Esa es la pregunta subyacente que espero tratar en este trabajo a través de una crítica del concepto de la acción técnica en Heidegger, Habermas y, como una instancia contemporánea de la filosofía de la tecnología, Albert Borgmann. Dejando de lado diferencias importantes que discutiré más adelante, para estos pensadores la modernidad está caracterizada por una forma única de acción técnica y pensamiento que amenazan los valores no-técnicos a medida que se extienden a las profundidades de la vida social. Ellos proponen teorías sustancialistas de la tecnología, en el sentido que atribuyen un contenido más que instrumental, sustancial, a la mediación técnica. De acuerdo a estas teorías la tecnología no es neutral. Las herramientas que usamos dan forma a nuestro modo de vida en sociedades modernas, donde la técnica se ha vuelto omnipresente. En esta situación, medios y fines no pueden separarse. Cómo hacemos las cosas determina quién y qué somos. El desarrollo tecnológico transforma lo que es ser humano.
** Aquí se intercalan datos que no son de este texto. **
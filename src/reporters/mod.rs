//! Output reporters for gap-score reports
//!
//! Supports two output formats:
//! - `json` - Machine-readable JSON in the canonical report schema
//! - `summary` - Short human-readable digest

mod json;
mod summary;

use crate::report::Report;
use anyhow::{anyhow, Result};
use std::str::FromStr;

/// Supported output formats
#[derive(Debug, Clone, Copy, PartialEq, Eq, Default)]
pub enum OutputFormat {
    #[default]
    Json,
    Summary,
}

impl FromStr for OutputFormat {
    type Err = anyhow::Error;

    fn from_str(s: &str) -> Result<Self, Self::Err> {
        match s.to_lowercase().as_str() {
            "json" => Ok(OutputFormat::Json),
            "summary" => Ok(OutputFormat::Summary),
            _ => Err(anyhow!(
                "Unknown format '{}'. Valid formats: json, summary",
                s
            )),
        }
    }
}

impl std::fmt::Display for OutputFormat {
    fn fmt(&self, f: &mut std::fmt::Formatter<'_>) -> std::fmt::Result {
        match self {
            OutputFormat::Json => write!(f, "json"),
            OutputFormat::Summary => write!(f, "summary"),
        }
    }
}

/// Presentation switches that do not change report content
#[derive(Debug, Clone, Copy, Default, PartialEq, Eq)]
pub struct RenderOptions {
    /// Replace emoji glyphs with plain-text tags
    pub no_emoji: bool,
}

/// Render a report using an OutputFormat enum
pub fn report_with_format(
    report: &Report,
    format: OutputFormat,
    options: RenderOptions,
) -> Result<String> {
    match format {
        OutputFormat::Json => json::render(report),
        OutputFormat::Summary => Ok(summary::render(report, options)),
    }
}
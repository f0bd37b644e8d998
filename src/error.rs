//! Error types for gap-score

use std::path::PathBuf;
use thiserror::Error;

/// Which suite a results file belongs to
#[derive(Debug, Clone, Copy, PartialEq, Eq)]
pub enum Suite {
    Sealed,
    Open,
}

impl std::fmt::Display for Suite {
    fn fmt(&self, f: &mut std::fmt::Formatter<'_>) -> std::fmt::Result {
        match self {
            Suite::Sealed => write!(f, "sealed"),
            Suite::Open => write!(f, "open"),
        }
    }
}

/// Errors that can occur while loading inputs or handling reports
#[derive(Error, Debug)]
pub enum GapScoreError {
    #[error("Failed to read {suite} results from {}", path.display())]
    ReadResults {
        suite: Suite,
        path: PathBuf,
        #[source]
        source: std::io::Error,
    },

    #[error("Failed to parse {suite} results from {}", path.display())]
    ParseResults {
        suite: Suite,
        path: PathBuf,
        #[source]
        source: serde_json::Error,
    },

    #[error("Malformed JSON document: {0}")]
    MalformedJson(#[from] serde_json::Error),

    #[error("Invalid report: {0}")]
    InvalidReport(String),

    #[error("Invalid configuration in {}: {message}", path.display())]
    Config { path: PathBuf, message: String },

    #[error("Failed to write output to {}", path.display())]
    WriteOutput {
        path: PathBuf,
        #[source]
        source: std::io::Error,
    },

    #[error("Failed to write report to stdout")]
    WriteStdout(#[source] std::io::Error),
}

pub type GapScoreResult<T> = Result<T, GapScoreError>;
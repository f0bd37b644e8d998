use super::*;

#[test]
fn test_default_config() {
    let config = ProjectConfig::default();
    assert_eq!(config.format(), None);
    assert_eq!(config.flavor(), None);
    assert_eq!(config.threshold(), None);
    assert!(!config.no_emoji());
    assert!(config.validate().is_ok());
}

#[test]
fn test_parse_toml_defaults() {
    let config: ProjectConfig = toml::from_str(
        r#"
[defaults]
format = "summary"
threshold = 15.0
flavor = "shadow"
no_emoji = true
"#,
    )
    .unwrap();
    assert_eq!(config.format(), Some(OutputFormat::Summary));
    assert_eq!(config.flavor(), Some(ScoreFlavor::Shadow));
    assert_eq!(config.threshold(), Some(15.0));
    assert!(config.no_emoji());
}

#[test]
fn test_integer_threshold_in_toml() {
    let config: ProjectConfig = toml::from_str("[defaults]\nthreshold = 30\n").unwrap();
    assert_eq!(config.threshold(), Some(30.0));
}

#[test]
fn test_validate_rejects_bad_values() {
    let mut config = ProjectConfig::default();
    config.defaults.format = Some("sarif".into());
    assert!(config.validate().is_err());

    let mut config = ProjectConfig::default();
    config.defaults.flavor = Some("neon".into());
    assert!(config.validate().is_err());

    let mut config = ProjectConfig::default();
    config.defaults.threshold = Some(f64::NAN);
    assert!(config.validate().is_err());
}

#[test]
fn test_load_project_config_prefers_toml() {
    let dir = tempfile::tempdir().unwrap();
    std::fs::write(
        dir.path().join("gap-score.toml"),
        "[defaults]\nformat = \"summary\"\n",
    )
    .unwrap();
    std::fs::write(
        dir.path().join(".gap-score.json"),
        r#"{"defaults": {"format": "json"}}"#,
    )
    .unwrap();
    let config = load_project_config(dir.path());
    assert_eq!(config.format(), Some(OutputFormat::Summary));
}

#[test]
fn test_load_project_config_json() {
    let dir = tempfile::tempdir().unwrap();
    std::fs::write(
        dir.path().join(".gap-score.json"),
        r#"{"defaults": {"threshold": 20}}"#,
    )
    .unwrap();
    assert_eq!(load_project_config(dir.path()).threshold(), Some(20.0));
}

#[test]
fn test_load_project_config_ignores_broken_file() {
    let dir = tempfile::tempdir().unwrap();
    std::fs::write(dir.path().join("gap-score.toml"), "[defaults\nformat=").unwrap();
    assert_eq!(load_project_config(dir.path()), ProjectConfig::default());
}

#[test]
fn test_load_project_config_missing_dir_is_default() {
    let dir = tempfile::tempdir().unwrap();
    assert_eq!(load_project_config(dir.path()), ProjectConfig::default());
}

#[test]
fn test_load_config_file_reports_invalid_values() {
    let dir = tempfile::tempdir().unwrap();
    let path = dir.path().join("custom.toml");
    std::fs::write(&path, "[defaults]\nformat = \"xml\"\n").unwrap();
    let err = load_config_file(&path).unwrap_err();
    assert!(matches!(err, GapScoreError::Config { .. }));
    assert!(err.to_string().contains("Unknown format"), "{err}");
}

#[test]
fn test_load_config_file_missing() {
    let dir = tempfile::tempdir().unwrap();
    assert!(load_config_file(&dir.path().join("nope.toml")).is_err());
}
//! Severity bands for a Gap Score
//!
//! Bands are data: an ordered table of inclusive upper bounds, scanned
//! first-match. Renderers look up names and glyphs here instead of
//! re-deriving boundaries.

use super::GapScore;
use serde::{Deserialize, Serialize};
use std::str::FromStr;

/// Named severity of a score
#[derive(Debug, Clone, Copy, PartialEq, Eq, PartialOrd, Ord, Hash, Serialize, Deserialize)]
#[serde(rename_all = "lowercase")]
pub enum Level {
    Perfect,
    Minor,
    Moderate,
    Significant,
    Critical,
}

/// One row of the band table
#[derive(Debug, Clone, Copy, PartialEq, Eq)]
pub struct LevelBand {
    /// Inclusive upper bound in tenths of a percent; `None` is unbounded
    pub max_tenths: Option<u32>,
    pub level: Level,
    pub indicator: &'static str,
    /// Plain-text stand-in for `indicator` in emoji-free output
    pub tag: &'static str,
}

/// Band table, ascending by upper bound
pub const LEVELS: &[LevelBand] = &[
    LevelBand {
        max_tenths: Some(0),
        level: Level::Perfect,
        indicator: "✅",
        tag: "[PERFECT]",
    },
    LevelBand {
        max_tenths: Some(150),
        level: Level::Minor,
        indicator: "🟢",
        tag: "[MINOR]",
    },
    LevelBand {
        max_tenths: Some(300),
        level: Level::Moderate,
        indicator: "🟡",
        tag: "[MODERATE]",
    },
    LevelBand {
        max_tenths: Some(500),
        level: Level::Significant,
        indicator: "🟠",
        tag: "[SIGNIFICANT]",
    },
    LevelBand {
        max_tenths: None,
        level: Level::Critical,
        indicator: "🔴",
        tag: "[CRITICAL]",
    },
];

/// Band a score falls into
pub fn band_for(score: GapScore) -> &'static LevelBand {
    let tenths = score.tenths();
    LEVELS
        .iter()
        .find(|band| match band.max_tenths {
            Some(max) => tenths <= max,
            None => true,
        })
        .unwrap_or(&LEVELS[LEVELS.len() - 1])
}

/// Classify a score into its severity level
pub fn classify(score: GapScore) -> Level {
    band_for(score).level
}

impl Level {
    pub const fn as_str(&self) -> &'static str {
        match self {
            Level::Perfect => "perfect",
            Level::Minor => "minor",
            Level::Moderate => "moderate",
            Level::Significant => "significant",
            Level::Critical => "critical",
        }
    }

    fn band(&self) -> &'static LevelBand {
        LEVELS
            .iter()
            .find(|band| band.level == *self)
            .unwrap_or(&LEVELS[LEVELS.len() - 1])
    }

    /// Emoji glyph shown next to the score in summaries
    pub fn indicator(&self) -> &'static str {
        self.band().indicator
    }

    /// Bracketed tag used when emoji are disabled
    pub fn tag(&self) -> &'static str {
        self.band().tag
    }
}

impl FromStr for Level {
    type Err = String;

    fn from_str(s: &str) -> Result<Self, Self::Err> {
        match s {
            "perfect" => Ok(Level::Perfect),
            "minor" => Ok(Level::Minor),
            "moderate" => Ok(Level::Moderate),
            "significant" => Ok(Level::Significant),
            "critical" => Ok(Level::Critical),
            _ => Err(format!(
                "Unknown level '{}'. Valid levels: perfect, minor, moderate, significant, critical",
                s
            )),
        }
    }
}

impl std::fmt::Display for Level {
    fn fmt(&self, f: &mut std::fmt::Formatter<'_>) -> std::fmt::Result {
        f.write_str(self.as_str())
    }
}
//! Threshold gate for CI
//!
//! Decides the run outcome from the score and an optional limit. The
//! comparison is strict: a score equal to the threshold passes.

use crate::scoring::GapScore;

/// Exit code for a normal run
pub const EXIT_OK: u8 = 0;
/// Exit code when the score exceeds the threshold
pub const EXIT_THRESHOLD_EXCEEDED: u8 = 1;
/// Exit code for usage errors and unreadable input
pub const EXIT_USAGE: u8 = 2;

/// Result of applying the threshold gate
#[derive(Debug, Clone, Copy, PartialEq)]
pub enum GateOutcome {
    /// No threshold was given
    NoGate,
    /// Score is at or below the threshold
    Within { score: GapScore, threshold: f64 },
    /// Score is strictly above the threshold
    Exceeded { score: GapScore, threshold: f64 },
}

impl GateOutcome {
    pub fn is_failure(&self) -> bool {
        matches!(self, GateOutcome::Exceeded { .. })
    }

    pub fn exit_code(&self) -> u8 {
        if self.is_failure() {
            EXIT_THRESHOLD_EXCEEDED
        } else {
            EXIT_OK
        }
    }
}

impl std::fmt::Display for GateOutcome {
    fn fmt(&self, f: &mut std::fmt::Formatter<'_>) -> std::fmt::Result {
        match self {
            GateOutcome::NoGate => write!(f, "no threshold"),
            GateOutcome::Within { score, threshold } => {
                write!(f, "score {} is within threshold {}", score, threshold)
            }
            GateOutcome::Exceeded { score, threshold } => {
                write!(f, "score {} exceeds threshold {}", score, threshold)
            }
        }
    }
}

/// Apply the gate to a computed score
pub fn evaluate(score: GapScore, threshold: Option<f64>) -> GateOutcome {
    match threshold {
        None => GateOutcome::NoGate,
        Some(threshold) if score.as_f64() > threshold => GateOutcome::Exceeded { score, threshold },
        Some(threshold) => GateOutcome::Within { score, threshold },
    }
}

#[cfg(test)]
mod tests {
    use super::*;

    fn score(percent: f64) -> GapScore {
        GapScore::from_percent(percent).expect("valid percent")
    }

    #[test]
    fn test_no_threshold_always_passes() {
        let outcome = evaluate(score(100.0), None);
        assert_eq!(outcome, GateOutcome::NoGate);
        assert_eq!(outcome.exit_code(), EXIT_OK);
    }

    #[test]
    fn test_equal_to_threshold_passes() {
        assert_eq!(evaluate(score(15.0), Some(15.0)).exit_code(), EXIT_OK);
        assert_eq!(evaluate(score(11.1), Some(11.1)).exit_code(), EXIT_OK);
    }

    #[test]
    fn test_one_tenth_above_threshold_fails() {
        assert_eq!(
            evaluate(score(15.1), Some(15.0)).exit_code(),
            EXIT_THRESHOLD_EXCEEDED
        );
        assert_eq!(
            evaluate(score(11.2), Some(11.1)).exit_code(),
            EXIT_THRESHOLD_EXCEEDED
        );
    }

    #[test]
    fn test_critical_run_exceeds_fifty() {
        let outcome = evaluate(GapScore::from_counts(9, 15), Some(50.0));
        assert!(outcome.is_failure());
        assert_eq!(outcome.to_string(), "score 60.0 exceeds threshold 50");
    }

    #[test]
    fn test_zero_threshold_fails_any_failure() {
        assert!(!evaluate(GapScore::ZERO, Some(0.0)).is_failure());
        assert!(evaluate(score(0.1), Some(0.0)).is_failure());
    }
}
Algo parecido a esta visión está presente en la concepción pesimista de Max Weber de una “jaula de hierro” de la racionalización, aunque él no lo conectó específicamente con la tecnología. Jacques Ellul, otro gran teórico sustancialista, hace explícita esta conexión, argumentando que “el fenómeno técnico” se ha convertido en característica definitoria de toda sociedad moderna sin importar su ideología política. “La técnica”, sostiene, “se ha convertido en autónoma” (Ellul, 1964: 6). O, en la frase más dramática de Marshall McLuhan: la tecnología nos ha reducido a los “órganos sexuales del mundo máquina” (McLuhan, 1964: 46).
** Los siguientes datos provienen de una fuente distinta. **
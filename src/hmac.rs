//! HMAC-SHA1 keyed-MAC engine (IETF RFC 2104).

use zeroize::Zeroizing;

use crate::digest::HmacSha1;
use crate::sha1::{Sha1, BLOCK_SIZE, DIGEST_SIZE};

const IPAD: u8 = 0x36;
const OPAD: u8 = 0x5c;

/// Incremental HMAC-SHA1.
///
/// The inner hash is primed with the inner key pad on construction, so only the outer key pad has
/// to be kept around until [`finalize`](Hmac::finalize). The outer pad and the keyed inner hash
/// state are both wiped when the `Hmac` is dropped.
#[derive(Clone)]
pub struct Hmac {
    inner: Sha1,
    outer_pad: Zeroizing<[u8; BLOCK_SIZE]>,
}

impl Hmac {
    /// Creates a MAC state for `key`. Keys of any length are accepted.
    pub fn new(key: &[u8]) -> Self {
        let key = normalize_key(key);

        let mut inner_pad = Zeroizing::new([IPAD; BLOCK_SIZE]);
        let mut outer_pad = Zeroizing::new([OPAD; BLOCK_SIZE]);
        for ((i, o), k) in inner_pad.iter_mut().zip(outer_pad.iter_mut()).zip(key.iter()) {
            *i ^= k;
            *o ^= k;
        }

        let mut inner = Sha1::new();
        inner.update(&*inner_pad);
        Self { inner, outer_pad }
    }

    /// Absorbs message text.
    pub fn update(&mut self, text: &[u8]) -> &mut Self {
        self.inner.update(text);
        self
    }

    /// Computes `SHA1(outer_pad || SHA1(inner_pad || text))`.
    pub fn finalize(&self) -> HmacSha1 {
        let inner = self.inner.finalize().to_bytes();
        let mut outer = Sha1::new();
        outer.update(&*self.outer_pad).update(&inner);
        HmacSha1(outer.finalize().to_bytes())
    }
}

// Keys longer than a block are hashed first; the result is zero-padded to one block.
fn normalize_key(key: &[u8]) -> Zeroizing<[u8; BLOCK_SIZE]> {
    let mut block = Zeroizing::new([0u8; BLOCK_SIZE]);
    if key.len() > BLOCK_SIZE {
        let mut hashed = Zeroizing::new([0u8; DIGEST_SIZE]);
        Sha1::new().update(key).finalize_into(&mut *hashed);
        block[..DIGEST_SIZE].copy_from_slice(&*hashed);
    } else {
        block[..key.len()].copy_from_slice(key);
    }
    block
}

/// Computes the HMAC-SHA1 tag of `text` under `key`.
///
/// Both inputs may have any length, including zero.
pub fn hmac_sha1(key: &[u8], text: &[u8]) -> HmacSha1 {
    Hmac::new(key).update(text).finalize()
}

#[cfg(test)]
mod tests {
    use super::*;
    use crate::sha1::sha1_digest;
    use hex_literal::hex;
    use ring::hmac::{sign, Key, HMAC_SHA1_FOR_LEGACY_USE_ONLY};
    use test_case::test_case;

    // IETF RFC 2202, section 3.
    #[test_case(&[0x0b; 20], b"Hi There", hex!("b617318655057264e28bc0b6fb378c8ef146be00"); "case 1")]
    #[test_case(b"Jefe", b"what do ya want for nothing?", hex!("effcdf6ae5eb2fa2d27416d5f184df9c259a7c79"); "case 2")]
    #[test_case(&[0xaa; 20], &[0xdd; 50], hex!("125d7342b9ac11cd91a39af48aa17b4f63f175d3"); "case 3")]
    #[test_case(
        &hex!("0102030405060708090a0b0c0d0e0f10111213141516171819"),
        &[0xcd; 50],
        hex!("4c9007f4026250c6bc8414f9bf50c86c2d7235da");
        "case 4"
    )]
    #[test_case(&[0x0c; 20], b"Test With Truncation", hex!("4c1a03424b55e07fe7f27be1d58bb9324a9a5a04"); "case 5")]
    #[test_case(
        &[0xaa; 80],
        b"Test Using Larger Than Block-Size Key - Hash Key First",
        hex!("aa4ae5e15272d00e95705637ce8a3b55ed402112");
        "case 6"
    )]
    #[test_case(
        &[0xaa; 80],
        b"Test Using Larger Than Block-Size Key and Larger Than One Block-Size Data",
        hex!("e8e99d0f45237d786d6bbaa7965c7808bbff1a91");
        "case 7"
    )]
    fn rfc_2202(key: &[u8], text: &[u8], expected: [u8; 20]) {
        assert_eq!(hmac_sha1(key, text).0, expected);
    }

    // IETF RFC 4226, appendix D: HMAC of the 8-byte counter under the test secret.
    #[test_case(0, hex!("cc93cf18508d94934c64b65d8ba7667fb7cde4b0"))]
    #[test_case(1, hex!("75a48a19d4cbe100644e8ac1397eea747a2d33ab"))]
    #[test_case(2, hex!("0bacb7fa082fef30782211938bc1c5e70416ff44"))]
    #[test_case(3, hex!("66c28227d03a2d5529262ff016a1e6ef76557ece"))]
    #[test_case(4, hex!("a904c900a64b35909874b33e61c5938a8e15ed1c"))]
    #[test_case(5, hex!("a37e783d7b7233c083d4f62926c7a25f238d0316"))]
    #[test_case(6, hex!("bc9cd28561042c83f219324d3c607256c03272ae"))]
    #[test_case(7, hex!("a4fb960c0bc06e1eabb804e5b397cdc4b45596fa"))]
    #[test_case(8, hex!("1b3c89f65e6c9e883012052823443f048b4332db"))]
    #[test_case(9, hex!("1637409809a679dc698207310c8c7fc07290d9e5"))]
    fn rfc_4226_intermediate(counter: u64, expected: [u8; 20]) {
        let mac = hmac_sha1(b"12345678901234567890", &counter.to_be_bytes());
        assert_eq!(mac.0, expected);
    }

    #[test]
    fn with_a_key_of_less_than_64_bytes() {
        let mac = hmac_sha1(b"nosecret", b"\x00\x11\x22\x33\x44\x55\x66\x77\x88");
        assert_eq!(mac.0, hex!("7514b95d55691d53b6c159e7f0502a8f7fa1406e"));
    }

    #[test]
    fn with_a_key_of_64_bytes() {
        let mac = hmac_sha1(
            b"ABCDEFGHIJKLMNOPQRSTUVWXYZabcdefghijklmnopqrstuvwxyz0123456789+/",
            b"\x00\x11\x22\x33\x44\x55\x66\x77\x88",
        );
        assert_eq!(mac.0, hex!("fc530013604055510bbc9d3577539f370fd95e8c"));
    }

    #[test]
    fn with_a_key_of_more_than_64_bytes() {
        let mac = hmac_sha1(
            b"ABCDEFGHIJKLMNOPQRSTUVWXYZabcdefghijklmnopqrstuvwxyz0123456789+/=[]",
            b"\x00\x11\x22\x33\x44\x55\x66\x77\x88",
        );
        assert_eq!(mac.0, hex!("a3a354003a633c3d85eb8009f49f5b79a8865ae2"));
    }

    #[test]
    fn long_key_is_replaced_by_its_digest() {
        let key: std::vec::Vec<u8> = (0..150u8).collect();
        for len in BLOCK_SIZE + 1..key.len() {
            let key = &key[..len];
            let hashed = sha1_digest(key).to_bytes();
            assert_eq!(
                hmac_sha1(key, b"message"),
                hmac_sha1(&hashed, b"message"),
                "key length {}",
                len
            );
        }
    }

    #[test]
    fn long_key_is_normalized_to_its_padded_digest() {
        let key = [0xaa; 80];
        let block = normalize_key(&key);
        assert_eq!(block[..DIGEST_SIZE], sha1_digest(&key).to_bytes());
        assert_eq!(block[DIGEST_SIZE..], [0; BLOCK_SIZE - DIGEST_SIZE][..]);
    }

    #[test]
    fn short_key_is_zero_padded() {
        let block = normalize_key(b"Jefe");
        assert_eq!(&block[..4], b"Jefe");
        assert_eq!(block[4..], [0; BLOCK_SIZE - 4][..]);
    }

    #[test]
    fn deterministic() {
        let key = b"a shared secret";
        let text = b"some text to authenticate";
        assert_eq!(hmac_sha1(key, text), hmac_sha1(key, text));
    }

    #[test]
    fn empty_key_and_text() {
        assert_eq!(
            hmac_sha1(b"", b"").0,
            hex!("fbdb1d1b18aa6c08324b7d64b71fb76370690e1d")
        );
    }

    #[test]
    fn matches_reference_across_lengths() {
        let bytes: std::vec::Vec<u8> = (0..=255u8).rev().cycle().take(2 * BLOCK_SIZE + 3).collect();
        for key_len in (0..bytes.len()).step_by(7) {
            for text_len in (0..bytes.len()).step_by(5) {
                let key = &bytes[..key_len];
                let text = &bytes[bytes.len() - text_len..];
                let expected = sign(&Key::new(HMAC_SHA1_FOR_LEGACY_USE_ONLY, key), text);
                assert_eq!(
                    &hmac_sha1(key, text).0[..],
                    expected.as_ref(),
                    "key length {}, text length {}",
                    key_len,
                    text_len
                );
            }
        }
    }

    #[test]
    fn incremental_matches_one_shot() {
        let text = b"incremental text fed in several pieces to the mac";
        let mut mac = Hmac::new(b"key");
        for piece in text.chunks(9) {
            mac.update(piece);
        }
        assert_eq!(mac.finalize(), hmac_sha1(b"key", text));
    }
}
El reconocimiento de la importancia central del fenómeno tecnológico en la filosofía de Heidegger y Habermas promete una teoría social más concreta que cualquier otra en el pasado. Sin embargo, ninguna de ellas satisface su promesa inicial de ruptura. Ambas ofrecen teorías esencialistas que no discriminan significativas diferentes realizaciones de principios técnicos. Como resultado, la tecnología se rigidiza y convierte en destino en sus pensamientos y las posibilidades de reforma se limitan a ajustes en las fronteras de la esfera técnica. Ellos esperan que algo –aunque un algo diferente– pueda ser preservado del efecto homogeneizador de la extensión radical de los sistemas técnicos, pero nos dan pocas razones para compartir su esperanza. En este escrito intentaré preservar los avances de estos pensadores hacia la integración crítica de los temas técnicos a la filosofía sin perder el espacio conceptual para imaginar una reconstrucción radical de la modernidad.
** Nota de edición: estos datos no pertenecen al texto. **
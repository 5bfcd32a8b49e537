//! SHA-1 digest engine (FIPS 180-4).
//!
//! Everything here runs on the stack: the hasher carries one 64-byte block buffer and the
//! compression function builds its 80-word schedule locally. Nothing allocates, so the engine is
//! usable on targets without a heap.

use core::fmt;

use zeroize::Zeroize;

/// Size in bytes of one SHA-1 input block.
pub const BLOCK_SIZE: usize = 64;

/// Size in bytes of a SHA-1 digest.
pub const DIGEST_SIZE: usize = 20;

// Offset of the 64-bit length field within the final padded block.
const LENGTH_OFFSET: usize = BLOCK_SIZE - 8;

const INITIAL_STATE: [u32; 5] = [0x6745_2301, 0xefcd_ab89, 0x98ba_dcfe, 0x1032_5476, 0xc3d2_e1f0];

const ROUND_CONSTANTS: [u32; 4] = [0x5a82_7999, 0x6ed9_eba1, 0x8f1b_bcdc, 0xca62_c1d6];

/// A 160-bit SHA-1 digest.
///
/// The five words are stored in register order (A, B, C, D, E). The byte form is each word in
/// big-endian order, which is the conventional rendering of a SHA-1 hash.
#[derive(Clone, Copy, Debug, Eq, Hash, PartialEq)]
pub struct Sha1Digest(pub [u32; 5]);

impl Sha1Digest {
    /// The digest as five 32-bit words.
    pub fn words(&self) -> [u32; 5] {
        self.0
    }

    /// The digest as twenty bytes, big-endian within each word.
    pub fn to_bytes(&self) -> [u8; DIGEST_SIZE] {
        let mut bytes = [0u8; DIGEST_SIZE];
        for (chunk, word) in bytes.chunks_exact_mut(4).zip(self.0.iter()) {
            chunk.copy_from_slice(&word.to_be_bytes());
        }
        bytes
    }
}

impl From<Sha1Digest> for [u8; DIGEST_SIZE] {
    fn from(digest: Sha1Digest) -> Self {
        digest.to_bytes()
    }
}

impl fmt::LowerHex for Sha1Digest {
    fn fmt(&self, f: &mut fmt::Formatter) -> fmt::Result {
        for word in self.0.iter() {
            write!(f, "{:08x}", word)?;
        }
        Ok(())
    }
}

impl fmt::Display for Sha1Digest {
    fn fmt(&self, f: &mut fmt::Formatter) -> fmt::Result {
        fmt::LowerHex::fmt(self, f)
    }
}

/// Incremental SHA-1 hasher.
///
/// Data may be fed in any number of pieces; the digest only depends on the concatenation of
/// everything passed to [`update`](Sha1::update).
///
/// The chaining state and the partial block are wiped when the hasher is dropped, since under
/// HMAC both are derived from the key.
///
/// ```rust
/// use pico_otp::sha1::{sha1_digest, Sha1};
///
/// let mut hasher = Sha1::new();
/// hasher.update(b"ab");
/// hasher.update(b"c");
/// assert_eq!(hasher.finalize(), sha1_digest(b"abc"));
/// ```
#[derive(Clone)]
pub struct Sha1 {
    state: [u32; 5],
    buffer: [u8; BLOCK_SIZE],
    // Always less than BLOCK_SIZE between calls; full blocks are compressed immediately.
    buffered: usize,
    // Message length in bytes, modulo 2^64.
    length: u64,
}

impl Zeroize for Sha1 {
    fn zeroize(&mut self) {
        self.state.zeroize();
        self.buffer.zeroize();
        self.buffered.zeroize();
        self.length.zeroize();
    }
}

impl Drop for Sha1 {
    fn drop(&mut self) {
        self.zeroize();
    }
}

impl Default for Sha1 {
    fn default() -> Self {
        Self::new()
    }
}

impl Sha1 {
    /// Creates a hasher with the standard initial state.
    pub const fn new() -> Self {
        Self {
            state: INITIAL_STATE,
            buffer: [0; BLOCK_SIZE],
            buffered: 0,
            length: 0,
        }
    }

    /// Absorbs `data` into the hash state.
    pub fn update(&mut self, mut data: &[u8]) -> &mut Self {
        self.length = self.length.wrapping_add(data.len() as u64);

        if self.buffered > 0 {
            let take = (BLOCK_SIZE - self.buffered).min(data.len());
            self.buffer[self.buffered..self.buffered + take].copy_from_slice(&data[..take]);
            self.buffered += take;
            data = &data[take..];
            if self.buffered < BLOCK_SIZE {
                return self;
            }
            compress(&mut self.state, &self.buffer);
            self.buffered = 0;
        }

        let mut blocks = data.chunks_exact(BLOCK_SIZE);
        for block in &mut blocks {
            compress(&mut self.state, block);
        }
        let rest = blocks.remainder();
        self.buffer[..rest.len()].copy_from_slice(rest);
        self.buffered = rest.len();
        self
    }

    /// Pads the message and returns the digest.
    pub fn finalize(&self) -> Sha1Digest {
        Sha1Digest(self.finalize_state())
    }

    /// Pads the message and writes the digest bytes to `out`.
    ///
    /// Unlike [`finalize`](Sha1::finalize), no copy of the digest is left behind on the stack,
    /// which matters when the digest is itself key material.
    pub fn finalize_into(&self, out: &mut [u8; DIGEST_SIZE]) {
        let mut state = self.finalize_state();
        for (chunk, word) in out.chunks_exact_mut(4).zip(state.iter()) {
            chunk.copy_from_slice(&word.to_be_bytes());
        }
        state.zeroize();
    }

    fn finalize_state(&self) -> [u32; 5] {
        let mut state = self.state;
        let mut block = self.buffer;
        let bit_length = self.length.wrapping_mul(8);

        block[self.buffered] = 0x80;
        let used = self.buffered + 1;
        for byte in block[used..].iter_mut() {
            *byte = 0;
        }
        // No room for the length field: it spills into an extra, otherwise empty, block.
        if used > LENGTH_OFFSET {
            compress(&mut state, &block);
            block = [0; BLOCK_SIZE];
        }
        block[LENGTH_OFFSET..].copy_from_slice(&bit_length.to_be_bytes());
        compress(&mut state, &block);
        block.zeroize();

        state
    }
}

/// Computes the SHA-1 digest of `data` in one call.
///
/// Any length is accepted, including zero.
pub fn sha1_digest(data: &[u8]) -> Sha1Digest {
    Sha1::new().update(data).finalize()
}

// `block` must be exactly BLOCK_SIZE bytes.
fn compress(state: &mut [u32; 5], block: &[u8]) {
    let mut schedule = [0u32; 80];
    for (word, bytes) in schedule.iter_mut().zip(block.chunks_exact(4)) {
        *word = u32::from_be_bytes([bytes[0], bytes[1], bytes[2], bytes[3]]);
    }
    for t in 16..80 {
        schedule[t] =
            (schedule[t - 3] ^ schedule[t - 8] ^ schedule[t - 14] ^ schedule[t - 16]).rotate_left(1);
    }

    let [mut a, mut b, mut c, mut d, mut e] = *state;
    for (t, &word) in schedule.iter().enumerate() {
        let (f, k) = match t {
            0..=19 => ((b & c) | (!b & d), ROUND_CONSTANTS[0]),
            20..=39 => (b ^ c ^ d, ROUND_CONSTANTS[1]),
            40..=59 => ((b & c) | (b & d) | (c & d), ROUND_CONSTANTS[2]),
            _ => (b ^ c ^ d, ROUND_CONSTANTS[3]),
        };
        let temp = a
            .rotate_left(5)
            .wrapping_add(f)
            .wrapping_add(e)
            .wrapping_add(k)
            .wrapping_add(word);
        e = d;
        d = c;
        c = b.rotate_left(30);
        b = a;
        a = temp;
    }

    state[0] = state[0].wrapping_add(a);
    state[1] = state[1].wrapping_add(b);
    state[2] = state[2].wrapping_add(c);
    state[3] = state[3].wrapping_add(d);
    state[4] = state[4].wrapping_add(e);
    schedule.zeroize();
}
Podría desafiar la mirada algo pesimista del sustancialismo sobre la modernidad simplemente negando que la acción técnica tiene el amplio significado atribuido a ella por Heidegger y Habermas, pero no lo haré porque en este punto acuerdo con ellos. También podría ofrecer ejemplos de diferencias culturales específicas en la esfera técnica, pero estos podrían ser fácilmente refutados por triviales o por deberse a atrasos o circunstancias locales. El problema es mostrar cómo dichas diferencias pueden tener un significado fundamental y no ser meros accidentes menores que el curso del progreso borrará o marginará. Argumentaré, por lo tanto, que la diferencia cultural puede aparecer en la estructura de la tecnología moderna, diferenciando personas y sistemas sociales no sólo simbólica sino también técnicamente.

Permítanme ahora presentar mi argumento con un breve raconto de la aproximación de Heidegger y Habermas.


  1. Ver, como ejemplos, Pinch, Hughes, y Bijker (1989). 

  2. Latour parece querer ir en los dos sentidos. Por un lado, dice “nunca hemos sido modernos” porque la modernidad es una noción imposible, y por el otro lado trata de reconstruir en sus propios términos una cierta discontinuidad entre sociedades modernas y premodernas (Latour, 1993). El argumento puede ser formulado de una manera menos provocativa pero más clara, para decir que hemos sido modernos, pero no del modo en que creíamos. Podría acordar con esto y de hecho ofrecer razones para sostener esta posición aquí.